Stored data entries:
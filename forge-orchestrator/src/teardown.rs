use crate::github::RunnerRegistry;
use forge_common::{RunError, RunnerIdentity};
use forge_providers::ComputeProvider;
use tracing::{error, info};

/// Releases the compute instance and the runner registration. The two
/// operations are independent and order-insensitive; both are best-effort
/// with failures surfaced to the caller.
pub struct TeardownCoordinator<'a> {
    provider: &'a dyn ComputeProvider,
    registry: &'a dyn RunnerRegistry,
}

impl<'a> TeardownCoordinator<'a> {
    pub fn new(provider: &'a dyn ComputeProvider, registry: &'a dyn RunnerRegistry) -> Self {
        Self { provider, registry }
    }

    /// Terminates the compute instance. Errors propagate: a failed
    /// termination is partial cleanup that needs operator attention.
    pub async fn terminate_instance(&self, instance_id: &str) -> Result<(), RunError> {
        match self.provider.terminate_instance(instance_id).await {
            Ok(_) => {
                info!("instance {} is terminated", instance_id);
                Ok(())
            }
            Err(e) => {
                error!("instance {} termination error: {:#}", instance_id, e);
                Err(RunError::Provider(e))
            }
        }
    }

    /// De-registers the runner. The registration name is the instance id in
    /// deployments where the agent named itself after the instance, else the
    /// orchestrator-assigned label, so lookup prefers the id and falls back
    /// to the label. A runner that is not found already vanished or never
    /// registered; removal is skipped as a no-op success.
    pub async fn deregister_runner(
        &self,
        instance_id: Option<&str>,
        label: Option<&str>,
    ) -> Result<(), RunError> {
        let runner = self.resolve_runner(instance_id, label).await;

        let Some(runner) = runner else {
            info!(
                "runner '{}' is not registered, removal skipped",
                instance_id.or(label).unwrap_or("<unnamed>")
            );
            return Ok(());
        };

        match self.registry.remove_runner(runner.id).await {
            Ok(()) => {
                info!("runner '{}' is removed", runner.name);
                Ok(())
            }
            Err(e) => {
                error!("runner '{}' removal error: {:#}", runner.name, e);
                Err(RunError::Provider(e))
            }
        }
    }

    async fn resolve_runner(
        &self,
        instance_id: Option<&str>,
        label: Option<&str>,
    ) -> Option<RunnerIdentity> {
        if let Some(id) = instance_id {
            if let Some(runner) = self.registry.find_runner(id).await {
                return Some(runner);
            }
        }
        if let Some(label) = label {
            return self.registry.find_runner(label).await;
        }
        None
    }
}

...

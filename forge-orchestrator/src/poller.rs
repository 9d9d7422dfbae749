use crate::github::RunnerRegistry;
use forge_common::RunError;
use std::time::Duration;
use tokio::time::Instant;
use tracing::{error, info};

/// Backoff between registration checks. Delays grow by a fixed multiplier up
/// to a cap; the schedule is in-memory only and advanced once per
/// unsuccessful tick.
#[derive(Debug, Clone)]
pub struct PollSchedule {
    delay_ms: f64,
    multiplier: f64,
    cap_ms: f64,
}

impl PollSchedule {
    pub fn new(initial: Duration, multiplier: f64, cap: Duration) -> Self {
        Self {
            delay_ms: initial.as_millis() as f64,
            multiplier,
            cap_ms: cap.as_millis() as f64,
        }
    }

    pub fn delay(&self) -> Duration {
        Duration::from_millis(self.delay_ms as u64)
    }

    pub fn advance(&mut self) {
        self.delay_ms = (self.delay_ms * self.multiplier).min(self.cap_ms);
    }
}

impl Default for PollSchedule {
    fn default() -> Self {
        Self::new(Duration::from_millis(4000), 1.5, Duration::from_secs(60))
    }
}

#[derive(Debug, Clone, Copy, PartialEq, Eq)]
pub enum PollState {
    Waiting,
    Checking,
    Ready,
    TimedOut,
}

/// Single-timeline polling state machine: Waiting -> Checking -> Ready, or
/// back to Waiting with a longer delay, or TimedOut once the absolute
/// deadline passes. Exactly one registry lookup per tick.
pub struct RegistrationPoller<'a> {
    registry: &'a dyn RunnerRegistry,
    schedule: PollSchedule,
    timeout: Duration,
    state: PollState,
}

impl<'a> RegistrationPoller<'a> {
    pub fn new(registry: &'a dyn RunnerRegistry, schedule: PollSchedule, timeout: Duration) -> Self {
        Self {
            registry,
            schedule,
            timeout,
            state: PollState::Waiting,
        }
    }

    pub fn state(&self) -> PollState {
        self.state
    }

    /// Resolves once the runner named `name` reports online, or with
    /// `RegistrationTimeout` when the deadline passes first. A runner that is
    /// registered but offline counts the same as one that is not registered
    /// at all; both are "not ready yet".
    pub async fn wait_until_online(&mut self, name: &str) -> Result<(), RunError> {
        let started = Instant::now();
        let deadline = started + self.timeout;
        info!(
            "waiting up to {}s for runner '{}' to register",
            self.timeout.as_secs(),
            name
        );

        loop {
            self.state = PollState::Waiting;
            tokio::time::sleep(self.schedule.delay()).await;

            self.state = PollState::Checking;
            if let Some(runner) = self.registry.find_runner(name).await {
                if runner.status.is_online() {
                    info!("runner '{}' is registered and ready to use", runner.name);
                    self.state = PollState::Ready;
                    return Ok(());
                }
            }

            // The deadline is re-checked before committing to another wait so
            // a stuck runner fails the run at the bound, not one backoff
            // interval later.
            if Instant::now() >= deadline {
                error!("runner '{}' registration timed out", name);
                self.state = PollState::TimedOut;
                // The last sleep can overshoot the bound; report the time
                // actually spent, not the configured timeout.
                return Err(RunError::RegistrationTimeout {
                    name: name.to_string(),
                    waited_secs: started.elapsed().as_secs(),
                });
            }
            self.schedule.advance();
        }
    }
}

◆ Problem statement:
Look above for the line with "filename forge-orchestrator/src/teardown.rs" and the line with "propagate: a failed", and reproduce exactly those two lines plus every line between, nothing more.

◆ Written solution:
filename forge-orchestrator/src/teardown.rs
use crate::github::RunnerRegistry;
use forge_common::{RunError, RunnerIdentity};
use forge_providers::ComputeProvider;
use tracing::{error, info};

/// Releases the compute instance and the runner registration. The two
/// operations are independent and order-insensitive; both are best-effort
/// with failures surfaced to the caller.
pub struct TeardownCoordinator<'a> {
    provider: &'a dyn ComputeProvider,
    registry: &'a dyn RunnerRegistry,
}

impl<'a> TeardownCoordinator<'a> {
    pub fn new(provider: &'a dyn ComputeProvider, registry: &'a dyn RunnerRegistry) -> Self {
        Self { provider, registry }
    }

    /// Terminates the compute instance. Errors propagate: a failed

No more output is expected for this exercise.